Benoît Bréville, director de Le Monde diplomatique (París). Traducción: redacción de Le Monde diplomatique, edición Cono Sur.


  1. Ver el dossier “Seattle, le tournant”, Le Monde diplomatique, París, enero de 2000. 

  2. En alusión a los manifestantes disfrazados de tortugas marinas para protestar contra las amenazas sobre esta especie. John C Berg (dirección), Teamsters and Turtles? US Progressive Political Movements in the 21st Century, Rowman & Littlefield Publishers, Lanham (Maryland), 2002. 

  3. Citado por Quinn Slobodian, “20 years after Seattle, the clash of globalizations rages on”, The Nation, Nueva York, 29-11-2019. 

  4. Citado en “The new trade war”, The Economist, Londres, 2-12-1999. 

  5. Entrevista con Paul Adler, “The battle of Seattle”, US History Scene

  6. Andrew Stanton, “Key labor union backs Donald Trump’s tariffs: ‘Something needed to be done’”, Newsweek, 8-4-2025. 

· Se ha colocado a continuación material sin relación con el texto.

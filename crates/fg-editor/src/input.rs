//! Drag payload protocol between the palette and the canvas.
//!
//! A palette item puts two strings on the drag event: the node type tag
//! and a display label. The canvas reads them back on drop.

use fg_core::model::NodeKind;
use fg_core::palette::PaletteItem;

/// Data-transfer key carrying the node type tag.
pub const DRAG_TYPE_KEY: &str = "application/reactflow/type";
/// Data-transfer key carrying the display label.
pub const DRAG_LABEL_KEY: &str = "application/reactflow/label";

/// The two strings carried by a palette drag.
#[derive(Debug, Clone, Default, PartialEq, Eq)]
pub struct DropPayload {
    /// Raw type tag; empty when the drag did not come from the palette.
    pub kind: String,
    pub label: String,
}

impl DropPayload {
    pub fn new(kind: impl Into<String>, label: impl Into<String>) -> Self {
        Self {
            kind: kind.into(),
            label: label.into(),
        }
    }

    /// Read a payload through a data-transfer style getter. Missing keys
    /// read as empty strings, the way browsers report them.
    pub fn from_data_transfer(get: impl Fn(&str) -> Option<String>) -> Self {
        Self {
            kind: get(DRAG_TYPE_KEY).unwrap_or_default(),
            label: get(DRAG_LABEL_KEY).unwrap_or_default(),
        }
    }

    /// The key/value pairs a palette item writes when a drag starts.
    pub fn entries(&self) -> [(&'static str, &str); 2] {
        [(DRAG_TYPE_KEY, &self.kind), (DRAG_LABEL_KEY, &self.label)]
    }

    /// Parsed type tag, or `None` if the payload has none.
    pub fn node_kind(&self) -> Option<NodeKind> {
        let tag = self.kind.trim();
        if tag.is_empty() {
            None
        } else {
            Some(NodeKind::from_tag(tag))
        }
    }
}

impl From<&PaletteItem> for DropPayload {
    fn from(item: &PaletteItem) -> Self {
        Self::new(item.kind.as_tag(), item.label)
    }
}

#[cfg(test)]
mod tests {
    use super::*;
    use std::collections::HashMap;

    #[test]
    fn palette_item_payload_roundtrips_through_data_transfer() {
        let item = &fg_core::palette::palette()[4];
        let payload = DropPayload::from(item);

        let store: HashMap<&str, String> = payload
            .entries()
            .iter()
            .map(|(k, v)| (*k, v.to_string()))
            .collect();
        let read = DropPayload::from_data_transfer(|k| store.get(k).cloned());

        assert_eq!(read, payload);
        assert_eq!(read.node_kind(), Some(NodeKind::UmlClass));
        assert_eq!(read.label, "ClassName");
    }

    #[test]
    fn foreign_drag_has_no_kind() {
        let payload = DropPayload::from_data_transfer(|_| None);
        assert_eq!(payload.node_kind(), None);
    }
}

  7. Entrevista con Shawn Fain, “UAW president Shawn Fain on why he supports tariffs”, Jacobin, Nueva York, 10-4-2025. 

  8. Ver, por ejemplo, Bernard Cassen, “Inventer ensemble un protectionnisme altruiste”, Le Monde diplomatique, París, febrero de 2000. 

  9. Lori Wallach, “The trade policy we need”, The American Prospect, Washington, DC, 28-3-2025.